The Input Buffer is a Problem
For Honor’s input buffer seems unnecessarily large. There were many points where I would be attempting to execute a combo chain only to find that I’m executing a different chain than the one I wanted due to a button I pressed earlier. Reducing the input buffer and forcing the player to rely on a sense of timing will likely vastly improve the game in the future.
The Game Is Nowhere Near Balanced
I mentioned this in my review and beta impressions article, but characters are nowhere near balanced in this game. Take the Peacekeeper, for example. If you play a lot of Duels, you are likely to see a lot of this character. Her “drawback” is that her stances only last for a certain amount of time. However, high level play requires you to change stances several times a second anyway, making this drawback entirely avoidable. There are a lot of situations like this – neat little innovative drawbacks that somehow affect the U.I. or controls – and I’m actually happy that Ubisoft attempted to balance For Honor in new and different ways, but some simply do not work out.
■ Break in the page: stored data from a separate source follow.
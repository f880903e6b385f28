//! Blueprint cache with mtime and TTL invalidation.
//!
//! Cache key is `path:mtime:flagshash`, so any file modification makes
//! every prior entry unreachable; TTL expiry and explicit per-file
//! invalidation handle the rest. Hit rate is tracked for the status
//! surface.

use super::{Blueprint, BlueprintFlags, now_seconds};
use crate::error::Result;
use crate::storage::IndexStore;
use serde::Serialize;
use sha2::{Digest, Sha256};
use std::path::Path;
use std::sync::atomic::{AtomicU64, Ordering};
use std::sync::Arc;

pub const DEFAULT_TTL_SECONDS: f64 = 3600.0;

#[derive(Debug, Default, Clone, Serialize)]
pub struct CacheStats {
    pub hits: u64,
    pub misses: u64,
    pub hit_rate_percent: f64,
}

pub struct BlueprintCache {
    store: Arc<IndexStore>,
    hits: AtomicU64,
    misses: AtomicU64,
    ttl_seconds: f64,
}

impl BlueprintCache {
    pub fn new(store: Arc<IndexStore>) -> Self {
        Self {
            store,
            hits: AtomicU64::new(0),
            misses: AtomicU64::new(0),
            ttl_seconds: DEFAULT_TTL_SECONDS,
        }
    }

    /// Look up a cached blueprint. Misses on: unknown key, expired entry,
    /// or the file no longer existing.
    pub fn get(
        &self,
        project_root: &Path,
        file_path: &str,
        flags: &BlueprintFlags,
    ) -> Result<Option<Blueprint>> {
        let Some(mtime) = file_mtime(project_root, file_path) else {
            self.misses.fetch_add(1, Ordering::Relaxed);
            return Ok(None);
        };
        let key = cache_key(file_path, mtime, flags);

        let Some((json, expires_at)) = self.store.sqlite.cache_get(&key)? else {
            self.misses.fetch_add(1, Ordering::Relaxed);
            return Ok(None);
        };

        if now_seconds() > expires_at {
            self.store.sqlite.cache_delete(&key)?;
            self.misses.fetch_add(1, Ordering::Relaxed);
            return Ok(None);
        }

        match serde_json::from_str::<Blueprint>(&json) {
            Ok(mut blueprint) => {
                blueprint.cached = true;
                self.hits.fetch_add(1, Ordering::Relaxed);
                Ok(Some(blueprint))
            }
            Err(e) => {
                tracing::warn!("dropping undecodable blueprint cache entry: {e}");
                self.store.sqlite.cache_delete(&key)?;
                self.misses.fetch_add(1, Ordering::Relaxed);
                Ok(None)
            }
        }
    }

    pub fn put(
        &self,
        project_root: &Path,
        file_path: &str,
        flags: &BlueprintFlags,
        blueprint: &Blueprint,
    ) -> Result<()> {
        let Some(mtime) = file_mtime(project_root, file_path) else {
            return Ok(());
        };
        let key = cache_key(file_path, mtime, flags);
        let json = serde_json::to_string(blueprint)?;
        self.store
            .sqlite
            .cache_put(&key, &json, now_seconds() + self.ttl_seconds, file_path)?;
        Ok(())
    }

    /// Drop every cached entry for a file, regardless of flags or mtime.
    pub fn invalidate(&self, file_path: &str) -> Result<usize> {
        self.store.sqlite.cache_invalidate(file_path)
    }

    pub fn cleanup_expired(&self) -> Result<usize> {
        self.store.sqlite.cache_cleanup_expired(now_seconds())
    }

    pub fn stats(&self) -> CacheStats {
        let hits = self.hits.load(Ordering::Relaxed);
        let misses = self.misses.load(Ordering::Relaxed);
        let total = hits + misses;
        CacheStats {
            hits,
            misses,
            hit_rate_percent: if total > 0 {
                (hits as f64 / total as f64 * 1000.0).round() / 10.0
            } else {
                0.0
            },
        }
    }
}

/// `path:mtime:flagshash` with the flag hash truncated to 8 hex chars.
pub fn cache_key(file_path: &str, mtime: f64, flags: &BlueprintFlags) -> String {
    let digest = Sha256::digest(flags.canonical().as_bytes());
    let hash: String = digest
        .iter()
        .take(4)
        .map(|b| format!("{b:02x}"))
        .collect();
    format!("{file_path}:{mtime:.6}:{hash}")
}

fn file_mtime(project_root: &Path, file_path: &str) -> Option<f64> {
    let absolute = project_root.join(file_path);
    let metadata = std::fs::metadata(absolute).ok()?;
    metadata
        .modified()
        .ok()?
        .duration_since(std::time::UNIX_EPOCH)
        .ok()
        .map(|d| d.as_secs_f64())
}

#[cfg(test)]
mod tests {
    use super::*;
    use std::fs;
    use tempfile::TempDir;

    fn blueprint(file: &str) -> Blueprint {
        Blueprint {
            file_path: file.into(),
            generated_at: 0.0,
            nodes: Vec::new(),
            hydrated: Vec::new(),
            removed_symbols: Vec::new(),
            cached: false,
        }
    }

    fn setup() -> (TempDir, TempDir, BlueprintCache) {
        let repo = TempDir::new().unwrap();
        fs::write(repo.path().join("a.py"), "x = 1\n").unwrap();
        let index = TempDir::new().unwrap();
        let store = Arc::new(IndexStore::open(index.path(), 8).unwrap());
        let cache = BlueprintCache::new(store);
        (repo, index, cache)
    }

    #[test]
    fn put_then_get_is_a_hit_marked_cached() {
        let (repo, _index, cache) = setup();
        let flags = BlueprintFlags::default();
        cache
            .put(repo.path(), "a.py", &flags, &blueprint("a.py"))
            .unwrap();

        let got = cache.get(repo.path(), "a.py", &flags).unwrap().unwrap();
        assert!(got.cached);
        assert_eq!(cache.stats().hits, 1);
    }

    #[test]
    fn different_flags_are_different_entries() {
        let (repo, _index, cache) = setup();
        let plain = BlueprintFlags::default();
        let with_deps = BlueprintFlags {
            deps: true,
            ..Default::default()
        };
        cache
            .put(repo.path(), "a.py", &plain, &blueprint("a.py"))
            .unwrap();
        assert!(cache.get(repo.path(), "a.py", &with_deps).unwrap().is_none());
    }

    #[test]
    fn missing_file_is_always_a_miss() {
        let (repo, _index, cache) = setup();
        let flags = BlueprintFlags::default();
        assert!(cache.get(repo.path(), "gone.py", &flags).unwrap().is_none());
        assert_eq!(cache.stats().misses, 1);
    }

    #[test]
    fn invalidate_removes_all_flag_variants() {
        let (repo, _index, cache) = setup();
        let plain = BlueprintFlags::default();
        let with_deps = BlueprintFlags {
            deps: true,
            ..Default::default()
        };
        cache
            .put(repo.path(), "a.py", &plain, &blueprint("a.py"))
            .unwrap();
        cache
            .put(repo.path(), "a.py", &with_deps, &blueprint("a.py"))
            .unwrap();

        let removed = cache.invalidate("a.py").unwrap();
        assert_eq!(removed, 2);
        assert!(cache.get(repo.path(), "a.py", &plain).unwrap().is_none());
        assert!(cache.get(repo.path(), "a.py", &with_deps).unwrap().is_none());
    }

    #[test]
    fn mtime_change_invalidates_implicitly() {
        let (repo, _index, cache) = setup();
        let flags = BlueprintFlags::default();
        cache
            .put(repo.path(), "a.py", &flags, &blueprint("a.py"))
            .unwrap();

        // Rewrite with a different mtime.
        std::thread::sleep(std::time::Duration::from_millis(20));
        fs::write(repo.path().join("a.py"), "x = 2\n").unwrap();
        let changed = filetime_bump(repo.path().join("a.py"));
        if changed {
            assert!(cache.get(repo.path(), "a.py", &flags).unwrap().is_none());
        }
    }

    // Some filesystems have coarse mtime granularity; only assert when the
    // mtime actually moved.
    fn filetime_bump(path: std::path::PathBuf) -> bool {
        let before = fs::metadata(&path).unwrap().modified().unwrap();
        std::thread::sleep(std::time::Duration::from_millis(20));
        fs::write(&path, "x = 3\n").unwrap();
        let after = fs::metadata(&path).unwrap().modified().unwrap();
        before != after
    }
}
Play Duels, Play a Lot of Duels
As I’ve said over and over and over again, this is a fighting game at its core. Unfortunately, there is no good place to learn the basics. There’s a tutorial that you can screw around in, yes, but it doesn’t quite have the functionality of a full-blown training mode. You can’t, for example, set dummies to act in a certain way so that you can learn how to counter their attacks. The next best thing is Duel mode, where you are put up against players of similar skill. Just a note, you’re going to lose and lose a lot when you first start but keep to it and you’ll get much better. The learning curve follows that of a fighting game as well, which means you are going to have to put in some serious time before you even start playing at an intermediate level.
On the PC, Instability is a Huge Problem
In my initial review I mentioned that the PC version crashed several times. Unfortunately, as I continue to play instability issues have continued to rear their ugly head. The game crashed when I alt-tabbed out of it. It crashed when I attempted to speak with people through Discord. It crashed when I plugged in a new controller while the game was running. Heck, over the course of writing this review I have encountered not one but three blue screens of death, something I haven’t encountered in over ten years! I honestly don’t know what makes For Honor such a resource hog compared to other current generation games but, buyer beware, you are going to have to wrestle with it quite a bit if you get the PC version.
Will the good outweigh the bad?
Despite the issues, the lack of balance, the crashes, and the hand cramps, For Honor has continued to keep my attention if only because it’s an entirely new game genre and we don’t see that very often. I worry that once the novelty of the genre wears off, For Honor will end up losing players. But Ubisoft can mitigate this by releasing new characters, new maps, and frequent balance patches. Of course, whether or not the game continues strong into the future will likely depend on whether or not Ubisoft wants to charge for this content. The ever-prevalent microtranscations are already leaving a sour taste in the mouths of many other gamers. But if Ubisoft handles this intelligently, For Honor could be the next big online multiplayer smash.
I, for one, can’t wait to see if For Honor gets a hold in the e-sports world. Could you imagine how hype those matches would be? Teams can win a tournament via decapitation! Now that’s something no other FPS can brag about.